WHAT THE TASK ASKS
Within the data below, copy each line where the string "impl" is found.

ENTRIES PROVIDED
==*==
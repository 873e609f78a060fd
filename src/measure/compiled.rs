//! Compiled measures
//!
//! Compiled forms are fully bound against the catalog: field strings became
//! [`TypedField`]s, alias references were inlined, filter constants became
//! [`Value`]s. They are structurally comparable and hashable so they can key
//! plan nodes and cache entries.

use std::fmt;

use crate::query::ConditionOp;
use crate::schema::{FieldType, TypedField};
use crate::value::Value;

use super::{Aggregation, BinaryOperator, ComparisonMethod};

/// Alias of the row-count measure fetched with every scope
pub const COUNT_ALIAS: &str = "_contributors_count_";

/// The row-count measure, added to every backend fetch
pub fn count_measure() -> CompiledMeasure {
    CompiledMeasure::Aggregated(CompiledAggregatedMeasure {
        alias: COUNT_ALIAS.to_string(),
        field: TypedField::synthetic("*", FieldType::Int),
        aggregation: Aggregation::Count,
        criteria: None,
    })
}

/// Alias under which the GROUPING() value of `field` travels.
///
/// The alias embeds the field name (dots flattened to underscores) so the
/// same field yields the same alias in every scope; that collision is exactly
/// why measures with such aliases are never cached.
pub fn grouping_alias(field: &str) -> String {
    format!("___grouping___{}___", field.replace('.', "_"))
}

/// Extract the field name from a grouping alias, if `alias` is one
pub fn field_from_grouping_alias(alias: &str) -> Option<&str> {
    alias
        .strip_prefix("___grouping___")
        .and_then(|rest| rest.strip_suffix("___"))
}

/// The GROUPING() measure for one rolled-up field
pub fn grouping_measure(field: &TypedField) -> CompiledMeasure {
    CompiledMeasure::Aggregated(CompiledAggregatedMeasure {
        alias: grouping_alias(&field.name),
        field: field.clone(),
        aggregation: Aggregation::Grouping,
        criteria: None,
    })
}

/// Compiled filter tree. Leaf constants are typed [`Value`]s.
#[derive(Debug, Clone, PartialEq, Eq, Hash)]
pub enum CompiledCriteria {
    And(Vec<CompiledCriteria>),
    Or(Vec<CompiledCriteria>),
    Condition {
        field: TypedField,
        op: ConditionOp,
        value: Value,
    },
}

impl CompiledCriteria {
    /// Evaluate the filter against one row, where `lookup` resolves a field
    /// to its cell value.
    pub fn matches(&self, lookup: &dyn Fn(&TypedField) -> Option<Value>) -> bool {
        match self {
            CompiledCriteria::And(parts) => parts.iter().all(|c| c.matches(lookup)),
            CompiledCriteria::Or(parts) => parts.iter().any(|c| c.matches(lookup)),
            CompiledCriteria::Condition { field, op, value } => {
                let cell = lookup(field).unwrap_or(Value::Null);
                match op {
                    ConditionOp::IsNull => cell.is_null(),
                    ConditionOp::IsNotNull => !cell.is_null(),
                    ConditionOp::Eq => cell == *value,
                    ConditionOp::Ne => cell != *value,
                    ConditionOp::Lt => !cell.is_null() && cell.compare(value).is_lt(),
                    ConditionOp::Le => !cell.is_null() && cell.compare(value).is_le(),
                    ConditionOp::Gt => !cell.is_null() && cell.compare(value).is_gt(),
                    ConditionOp::Ge => !cell.is_null() && cell.compare(value).is_ge(),
                    ConditionOp::In => value_list_contains(value, &cell),
                    ConditionOp::NotIn => !cell.is_null() && !value_list_contains(value, &cell),
                }
            }
        }
    }
}

fn value_list_contains(list: &Value, cell: &Value) -> bool {
    match list {
        Value::IntList(items) => matches!(cell, Value::Int(i) if items.contains(i)),
        Value::StrList(items) => matches!(cell, Value::Str(s) if items.contains(s)),
        single => cell == single,
    }
}

/// Primitive aggregate, computed by the backend in a single aggregation
#[derive(Debug, Clone, PartialEq, Eq, Hash)]
pub struct CompiledAggregatedMeasure {
    pub alias: String,
    pub field: TypedField,
    pub aggregation: Aggregation,
    /// Measure-local filter, restricting the aggregated rows
    pub criteria: Option<CompiledCriteria>,
}

/// Arithmetic over two operand measures
#[derive(Debug, Clone, PartialEq, Eq, Hash)]
pub struct CompiledBinaryMeasure {
    pub alias: String,
    pub op: BinaryOperator,
    pub left: Box<CompiledMeasure>,
    pub right: Box<CompiledMeasure>,
}

/// Period shift bound to a typed field
#[derive(Debug, Clone, PartialEq, Eq, Hash)]
pub struct CompiledPeriodShift {
    pub field: TypedField,
    pub offset: i64,
}

impl CompiledPeriodShift {
    /// Apply the shift to a period value. Integer periods shift
    /// arithmetically, dates by days; the total marker is left in place so
    /// super-aggregate rows compare against super-aggregate rows.
    pub fn apply(&self, value: &Value) -> Value {
        match value {
            Value::Int(i) => Value::Int(i + self.offset),
            Value::Date(d) => Value::Date(*d + chrono::Duration::days(self.offset)),
            Value::Total => Value::Total,
            _ => Value::Null,
        }
    }
}

/// Period-over-period comparison
#[derive(Debug, Clone, PartialEq, Eq, Hash)]
pub struct CompiledComparisonMeasure {
    pub alias: String,
    pub method: ComparisonMethod,
    pub measure: Box<CompiledMeasure>,
    pub shifts: Vec<CompiledPeriodShift>,
}

/// Constant column
#[derive(Debug, Clone, PartialEq, Eq, Hash)]
pub struct CompiledConstantMeasure {
    pub alias: String,
    pub value: Value,
}

/// Raw expression, handed to the backend verbatim
#[derive(Debug, Clone, PartialEq, Eq, Hash)]
pub struct CompiledExpressionMeasure {
    pub alias: String,
    pub expression: String,
}

/// A fully resolved measure
#[derive(Debug, Clone, PartialEq, Eq, Hash)]
pub enum CompiledMeasure {
    Aggregated(CompiledAggregatedMeasure),
    Binary(CompiledBinaryMeasure),
    Comparison(CompiledComparisonMeasure),
    Constant(CompiledConstantMeasure),
    Expression(CompiledExpressionMeasure),
}

impl CompiledMeasure {
    pub fn alias(&self) -> &str {
        match self {
            CompiledMeasure::Aggregated(m) => &m.alias,
            CompiledMeasure::Binary(m) => &m.alias,
            CompiledMeasure::Comparison(m) => &m.alias,
            CompiledMeasure::Constant(m) => &m.alias,
            CompiledMeasure::Expression(m) => &m.alias,
        }
    }

    /// A primitive measure is one the backend computes directly
    pub fn is_primitive(&self) -> bool {
        matches!(
            self,
            CompiledMeasure::Aggregated(_) | CompiledMeasure::Expression(_)
        )
    }

    /// Whether this is a GROUPING() measure
    pub fn is_grouping(&self) -> bool {
        matches!(
            self,
            CompiledMeasure::Aggregated(m) if m.aggregation == Aggregation::Grouping
        )
    }

    /// Result column type
    pub fn result_type(&self) -> FieldType {
        match self {
            CompiledMeasure::Aggregated(m) => match m.aggregation {
                Aggregation::Count | Aggregation::CountDistinct | Aggregation::Grouping => {
                    FieldType::Int
                }
                Aggregation::Avg => FieldType::Float,
                Aggregation::Sum | Aggregation::Min | Aggregation::Max => m.field.field_type,
            },
            CompiledMeasure::Binary(m) => match m.op {
                BinaryOperator::Div => FieldType::Float,
                _ => {
                    if m.left.result_type() == FieldType::Int
                        && m.right.result_type() == FieldType::Int
                    {
                        FieldType::Int
                    } else {
                        FieldType::Float
                    }
                }
            },
            CompiledMeasure::Comparison(m) => match m.method {
                ComparisonMethod::AbsoluteDifference => m.measure.result_type(),
                _ => FieldType::Float,
            },
            CompiledMeasure::Constant(m) => match m.value {
                Value::Int(_) => FieldType::Int,
                Value::Bool(_) => FieldType::Bool,
                Value::Str(_) => FieldType::Str,
                _ => FieldType::Float,
            },
            CompiledMeasure::Expression(_) => FieldType::Float,
        }
    }
}

impl fmt::Display for CompiledMeasure {
    fn fmt(&self, f: &mut fmt::Formatter<'_>) -> fmt::Result {
        match self {
            CompiledMeasure::Aggregated(m) => {
                write!(f, "{}({}) AS {}", m.aggregation, m.field, m.alias)
            }
            CompiledMeasure::Binary(m) => {
                write!(f, "({} {} {}) AS {}", m.left.alias(), m.op, m.right.alias(), m.alias)
            }
            CompiledMeasure::Comparison(m) => {
                write!(f, "compare({}) AS {}", m.measure.alias(), m.alias)
            }
            CompiledMeasure::Constant(m) => write!(f, "{} AS {}", m.value, m.alias),
            CompiledMeasure::Expression(m) => write!(f, "{} AS {}", m.expression, m.alias),
        }
    }
}
//! Query cache
//!
//! Cache entries are keyed by (scope, principal) and hold the scope's stable
//! grouping columns plus one value vector per cached measure alias. Across
//! queries the executor asks per measure whether a column is cached, fetches
//! only the missing ones from the backend, and contributes the fresh columns
//! back.
//!
//! Only primitive measures whose alias does not follow the grouping-alias
//! scheme are cacheable; grouping measures embed a field name in their alias
//! and would collide across scopes.

mod empty;
mod flight;
mod global;
mod lru;

use std::fmt;

use crate::measure::CompiledMeasure;
use crate::plan::QueryScope;
use crate::table::ColumnarTable;

pub use empty::EmptyQueryCache;
pub use flight::KeyedLock;
pub use global::GlobalCache;
pub use self::lru::LruQueryCache;

/// Identity partitioning the cache. `None` is the shared partition.
pub type Principal = Option<String>;

/// Cache entry key
#[derive(Debug, Clone, PartialEq, Eq, Hash)]
pub struct CacheKey {
    pub scope: QueryScope,
    pub principal: Principal,
}

impl CacheKey {
    pub fn new(scope: QueryScope, principal: Principal) -> Self {
        Self { scope, principal }
    }
}

/// Hit / miss / eviction counters
#[derive(Debug, Clone, Copy, Default, PartialEq, Eq)]
pub struct CacheStats {
    pub hit_count: u64,
    pub miss_count: u64,
    pub eviction_count: u64,
}

/// Cache-side failure. Inconsistencies evict the offending entry; the caller
/// falls back to a backend fetch.
#[derive(Debug)]
pub enum CacheError {
    /// A cached column does not line up with the result skeleton
    Inconsistent { alias: String },
    /// The entry vanished between lookup and read
    MissingEntry,
}

impl fmt::Display for CacheError {
    fn fmt(&self, f: &mut fmt::Formatter<'_>) -> fmt::Result {
        match self {
            CacheError::Inconsistent { alias } => {
                write!(f, "Cached column '{}' does not match the result skeleton", alias)
            }
            CacheError::MissingEntry => write!(f, "Cache entry disappeared"),
        }
    }
}

impl std::error::Error for CacheError {}

/// The cache contract the executor programs against
pub trait QueryCache: Send + Sync {
    /// Whether a column for this measure is cached under `key`
    fn contains(&self, measure: &CompiledMeasure, key: &CacheKey) -> bool;

    /// Skeleton table holding only the grouping columns of `key`'s scope,
    /// sized and ordered as the backend would have returned them. `None`
    /// when nothing is cached for the key.
    fn create_raw_result(&self, key: &CacheKey) -> Option<ColumnarTable>;

    /// Copy the cached columns for `measures` into `table`, aligning rows by
    /// the grouping columns.
    fn contribute_to_result(
        &self,
        table: &mut ColumnarTable,
        measures: &[CompiledMeasure],
        key: &CacheKey,
    ) -> Result<(), CacheError>;

    /// Store the columns for `measures` out of `table`
    fn contribute_to_cache(
        &self,
        table: &ColumnarTable,
        measures: &[CompiledMeasure],
        key: &CacheKey,
    );

    fn stats(&self, principal: &Principal) -> CacheStats;

    /// Drop every entry of the principal's partition
    fn clear(&self, principal: &Principal);
}

/// Whether a measure may be stored in the cache
pub fn can_be_cached(measure: &CompiledMeasure) -> bool {
    measure.is_primitive()
        && !measure.is_grouping()
        && crate::measure::field_from_grouping_alias(measure.alias()).is_none()
}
==*==
EXERCISE RESULT
impl CompiledCriteria {
impl CompiledPeriodShift {
impl CompiledMeasure {
impl fmt::Display for CompiledMeasure {
impl CacheKey {
impl fmt::Display for CacheError {
impl std::error::Error for CacheError {}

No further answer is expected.